Gibt es Platten, auf die Sie besonders stolz sind?

Ich habe eine Lee-Hazlewood-Platte mit einem super hässlichen Cover, die später noch mal mit einem aktuellen Foto von ihm herausgekommen ist. Und ein paar indizierte Cover oder Platten, das sind Dinge, die mich reizen. Ich brauche aber keine Erstauflage von einer Platte, die Musik ist ja dieselbe.

Wie viele Platten besitzen Sie?

Knapp 5000.

Und wie bewahren Sie ihre Platten auf?

Ich habe Sie sortiert und mir dafür ein Regal bauen lassen.

Gibt es im Regal eine extra Abteilung mit Ihren eigenen Platten?

Ich habe eine Ecke, wo alle meine Sachen stehen. Ich habe ja auch vieles in mehreren Ausführungen oder zum Verschenken. So finde ich die Sachen besser, deshalb sind sie nicht in die normale Plattensammlung integriert.

Wie ist es mit den Goldenen Schallplatten?

Die stehen alle gestapelt in einer Ecke, zusammen mit den Gitarrenkoffern. Ich hatte früher in einem schrottigen Keller aufgehängt. Ich bin schon stolz darauf, dass wir so viele Platten verkauft haben und einige davon sehen auch wirklich originell aus. Aber irgendwie ist es auch eine komische Angebernummer. Da laufe ich dann zwischen meinen Goldenen Schallplatten rum, das ist doch merkwürdig. Ich habe bisher noch keinen richtigen Platz dafür gefunden.

Welche Platten haben Sie besonders geprägt?

Da gibt es ganz viele. Vor allem die Haltung von verschiedenen Musikern hat mich geprägt. Deshalb ist mein aktueller Schritt in die folklastige, akustische Richtung für mich nicht so überraschend wie für viele andere. Johnny Cash war für mich sehr wichtig, den habe ich schon als Kind im Fernsehen bewundert. Elvis hat mich als Typ geprägt. Und Kiss ganz besonders wegen ihrer Shows.

Sind das Künstler, deren Musik immer geht, egal, wie viel Zeit vergangen ist?

Das gilt eigentlich für alle meine Platten. Als ich gerade umgezogen bin, habe ich gedacht, ich sortiere mal ein paar aus. Ich habe in den 80er- und 90er-Jahren ganz viel Black Metal gehört. Da ist auch sehr viel Mist dabei. Aber diese Leute hatten auch Träume und Visionen.

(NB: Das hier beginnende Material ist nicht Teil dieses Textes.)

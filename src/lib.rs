// Enable pedantic lints globally, then allow the noisy ones we're not fixing.
#![warn(clippy::pedantic, clippy::nursery)]
// --- Intentionally allowed ---
// Adding #[must_use] to every accessor is noise
#![allow(clippy::must_use_candidate, clippy::return_self_not_must_use)]
// Circuit names (r10k vs r1k, p1 vs p2) are intentionally similar
#![allow(clippy::similar_names)]
// Audio code performs intentional casts
#![allow(
    clippy::cast_possible_truncation,
    clippy::cast_sign_loss,
    clippy::cast_precision_loss,
    clippy::cast_lossless,
    clippy::cast_possible_wrap
)]
// No doc sections for errors and panics
#![allow(clippy::missing_errors_doc, clippy::missing_panics_doc)]
// Style/pedantic lints that add noise without value here
#![allow(
    clippy::module_name_repetitions,
    clippy::items_after_statements,
    clippy::option_if_let_else,
    clippy::doc_markdown,
    clippy::float_cmp,
    clippy::match_same_arms,
    clippy::struct_field_names,
    clippy::needless_pass_by_value,
    clippy::unnecessary_wraps,
    clippy::if_not_else,
    clippy::match_wildcard_for_single_variants,
    clippy::single_match_else,
    clippy::unnested_or_patterns,
    clippy::trivially_copy_pass_by_ref
)]
// Nursery lints that are too noisy or not applicable
#![allow(clippy::redundant_pub_crate, clippy::significant_drop_tightening)]

pub mod circuit;
pub mod dsp;
pub mod params;
pub mod pedal;
pub mod render;
pub mod settings;
//! Archive configuration.
//!
//! [`ArchiveConfig`] fixes everything about an archive at construction
//! time: the objective dimensions, the global bound box, the grid depth,
//! the capacity, and the crowding and tie-break policies.

use super::error::ArchiveError;
use std::collections::HashSet;
use std::fmt::Debug;
use std::hash::Hash;

/// How the archive finds the most crowded grid region.
#[derive(Debug, Clone, Copy, PartialEq, Eq, Default)]
#[cfg_attr(feature = "serde", derive(serde::Serialize, serde::Deserialize))]
pub enum CrowdingMode {
    /// Scan every occupied leaf and pick the one with the highest count.
    ///
    /// Exact. Cost grows with the number of occupied leaves.
    #[default]
    Exhaustive,

    /// Descend from the root into the child with the higher count.
    ///
    /// Cost is bounded by the grid depth, but the leaf reached is not
    /// always the globally most crowded one.
    Recursive,
}

/// What to do with an objective value outside `[min_value, max_value]`.
#[derive(Debug, Clone, Copy, PartialEq, Eq, Default)]
#[cfg_attr(feature = "serde", derive(serde::Serialize, serde::Deserialize))]
pub enum BoundsPolicy {
    /// Clamp the value onto the nearest bound before indexing.
    #[default]
    Clamp,

    /// Fail with [`ArchiveError::OutOfBounds`].
    Reject,
}

/// Configuration for a [`ParetoArchive`](super::ParetoArchive).
///
/// # Defaults
///
/// ```
/// use u_paes::paes::{ArchiveConfig, CrowdingMode};
///
/// let config = ArchiveConfig::new(vec!["lines", "branches"]);
/// assert_eq!(config.capacity, 100);
/// assert_eq!(config.max_depth, 10);
/// assert_eq!(config.crowding, CrowdingMode::Exhaustive);
/// assert!(!config.use_best_score);
/// ```
///
/// # Builder Pattern
///
/// ```
/// use u_paes::paes::{ArchiveConfig, CrowdingMode};
///
/// let config = ArchiveConfig::new(vec![0usize, 1, 2])
///     .with_bounds(0.0, 100.0)
///     .with_capacity(50)
///     .with_max_depth(6)
///     .with_crowding(CrowdingMode::Recursive);
/// assert!(config.validate().is_ok());
/// ```
#[derive(Debug, Clone, PartialEq)]
#[cfg_attr(feature = "serde", derive(serde::Serialize, serde::Deserialize))]
pub struct ArchiveConfig<D> {
    /// Objective dimensions, in the order used for grid splitting.
    pub dimensions: Vec<D>,

    /// Lower bound applied to every dimension.
    pub min_value: f64,

    /// Upper bound applied to every dimension (inclusive).
    pub max_value: f64,

    /// Maximum subdivision depth of the grid.
    ///
    /// A leaf at this depth never splits and simply accumulates members.
    pub max_depth: usize,

    /// Maximum number of archived candidates.
    pub capacity: usize,

    /// Crowding query used for eviction and for [`decide`](super::ParetoArchive::decide).
    pub crowding: CrowdingMode,

    /// Whether [`decide`](super::ParetoArchive::decide) consults the
    /// per-dimension score count before the grid tie-break.
    pub use_best_score: bool,

    /// Handling of objective values outside the bound box.
    pub bounds_policy: BoundsPolicy,
}

impl<D> ArchiveConfig<D> {
    /// Creates a configuration over `dimensions` with default settings:
    /// bounds `[0, 1]`, depth 10, capacity 100, exhaustive crowding,
    /// score count disabled, clamping of out-of-bounds values.
    pub fn new(dimensions: Vec<D>) -> Self {
        Self {
            dimensions,
            min_value: 0.0,
            max_value: 1.0,
            max_depth: 10,
            capacity: 100,
            crowding: CrowdingMode::default(),
            use_best_score: false,
            bounds_policy: BoundsPolicy::default(),
        }
    }

    /// Sets the bound box shared by every dimension.
    pub fn with_bounds(mut self, min_value: f64, max_value: f64) -> Self {
        self.min_value = min_value;
        self.max_value = max_value;
        self
    }

    /// Sets the maximum grid depth.
    pub fn with_max_depth(mut self, depth: usize) -> Self {
        self.max_depth = depth;
        self
    }

    /// Sets the archive capacity.
    pub fn with_capacity(mut self, capacity: usize) -> Self {
        self.capacity = capacity;
        self
    }

    /// Sets the crowding mode.
    pub fn with_crowding(mut self, mode: CrowdingMode) -> Self {
        self.crowding = mode;
        self
    }

    /// Enables or disables the score-count override in `decide`.
    pub fn with_best_score(mut self, enabled: bool) -> Self {
        self.use_best_score = enabled;
        self
    }

    /// Sets the out-of-bounds policy.
    pub fn with_bounds_policy(mut self, policy: BoundsPolicy) -> Self {
        self.bounds_policy = policy;
        self
    }
}

impl<D: Eq + Hash + Debug> ArchiveConfig<D> {
    /// Validates the configuration.
    ///
    /// Returns the first fault found.
    pub fn validate(&self) -> Result<(), ArchiveError> {
        if self.dimensions.is_empty() {
            return Err(ArchiveError::EmptyDimensions);
        }
        let mut seen = HashSet::with_capacity(self.dimensions.len());
        for dim in &self.dimensions {
            if !seen.insert(dim) {
                return Err(ArchiveError::DuplicateDimension(format!("{dim:?}")));
            }
        }
        if !self.min_value.is_finite()
            || !self.max_value.is_finite()
            || self.min_value >= self.max_value
        {
            return Err(ArchiveError::InvalidBounds {
                min: self.min_value,
                max: self.max_value,
            });
        }
        if self.capacity == 0 {
            return Err(ArchiveError::ZeroCapacity);
        }
        Ok(())
    }
}

#[cfg(test)]
mod tests {
    use super::*;

    #[test]
    fn test_default_config() {
        let config = ArchiveConfig::new(vec![0usize, 1]);
        assert_eq!(config.dimensions, vec![0, 1]);
        assert!((config.min_value - 0.0).abs() < 1e-15);
        assert!((config.max_value - 1.0).abs() < 1e-15);
        assert_eq!(config.max_depth, 10);
        assert_eq!(config.capacity, 100);
        assert_eq!(config.crowding, CrowdingMode::Exhaustive);
        assert!(!config.use_best_score);
        assert_eq!(config.bounds_policy, BoundsPolicy::Clamp);
    }

    #[test]
    fn test_builder_pattern() {
        let config = ArchiveConfig::new(vec!["a", "b", "c"])
            .with_bounds(-5.0, 5.0)
            .with_max_depth(4)
            .with_capacity(20)
            .with_crowding(CrowdingMode::Recursive)
            .with_best_score(true)
            .with_bounds_policy(BoundsPolicy::Reject);

        assert!((config.min_value + 5.0).abs() < 1e-15);
        assert!((config.max_value - 5.0).abs() < 1e-15);
        assert_eq!(config.max_depth, 4);
        assert_eq!(config.capacity, 20);
        assert_eq!(config.crowding, CrowdingMode::Recursive);
        assert!(config.use_best_score);
        assert_eq!(config.bounds_policy, BoundsPolicy::Reject);
        assert!(config.validate().is_ok());
    }

    #[test]
    fn test_validate_empty_dimensions() {
        let config = ArchiveConfig::<usize>::new(vec![]);
        assert_eq!(config.validate(), Err(ArchiveError::EmptyDimensions));
    }

    #[test]
    fn test_validate_duplicate_dimension() {
        let config = ArchiveConfig::new(vec!["a", "b", "a"]);
        assert_eq!(
            config.validate(),
            Err(ArchiveError::DuplicateDimension("\"a\"".into()))
        );
    }

    #[test]
    fn test_validate_min_ge_max() {
        let config = ArchiveConfig::new(vec![0usize]).with_bounds(1.0, 1.0);
        assert!(matches!(
            config.validate(),
            Err(ArchiveError::InvalidBounds { .. })
        ));

        let config = ArchiveConfig::new(vec![0usize]).with_bounds(2.0, 1.0);
        assert!(config.validate().is_err());
    }

    #[test]
    fn test_validate_non_finite_bounds() {
        let config = ArchiveConfig::new(vec![0usize]).with_bounds(0.0, f64::INFINITY);
        assert!(config.validate().is_err());

        let config = ArchiveConfig::new(vec![0usize]).with_bounds(f64::NAN, 1.0);
        assert!(config.validate().is_err());
    }

    #[test]
    fn test_validate_zero_capacity() {
        let config = ArchiveConfig::new(vec![0usize]).with_capacity(0);
        assert_eq!(config.validate(), Err(ArchiveError::ZeroCapacity));
    }

    #[test]
    fn test_zero_depth_is_valid() {
        // A single unsplittable root cell
        let config = ArchiveConfig::new(vec![0usize]).with_max_depth(0);
        assert!(config.validate().is_ok());
    }
}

Und deshalb war es dann am Ende nur ein sehr schmaler Stapel, den ich wirklich aussortiert habe. Ich wollte die Platten bei Oxfam abgeben, aber die wollten sie nicht haben.

Was ist für Sie die ultimative Liebeskummerplatte?

Oh, es gibt wirklich viele schöne Liebeskummerplatten. Als Teenager war das für mich „Purple Rain“ von Prince, weil es da nur um Liebe und um Herzschmerz geht. Heute höre ich in diesem Fall gerne auch mal Punkrock. Bei Liebeskummer hilft es manchmal auch, wenn es laut ist.

Und die beste Platte zum Knutschen?

Auch Prince. Und ich habe seit ein paar Jahren eine wunderbare Band für mich entdeckt, die heißt The Avett Brothers. Die spielen Bluegrass-Folk und sind wahnsinnig erfolgreich in den USA. Das kann man sehr gut zum Fummeln hören. Oder Motörhead. Da kann es aber sein, dass die Partnerin die rote Karte zieht.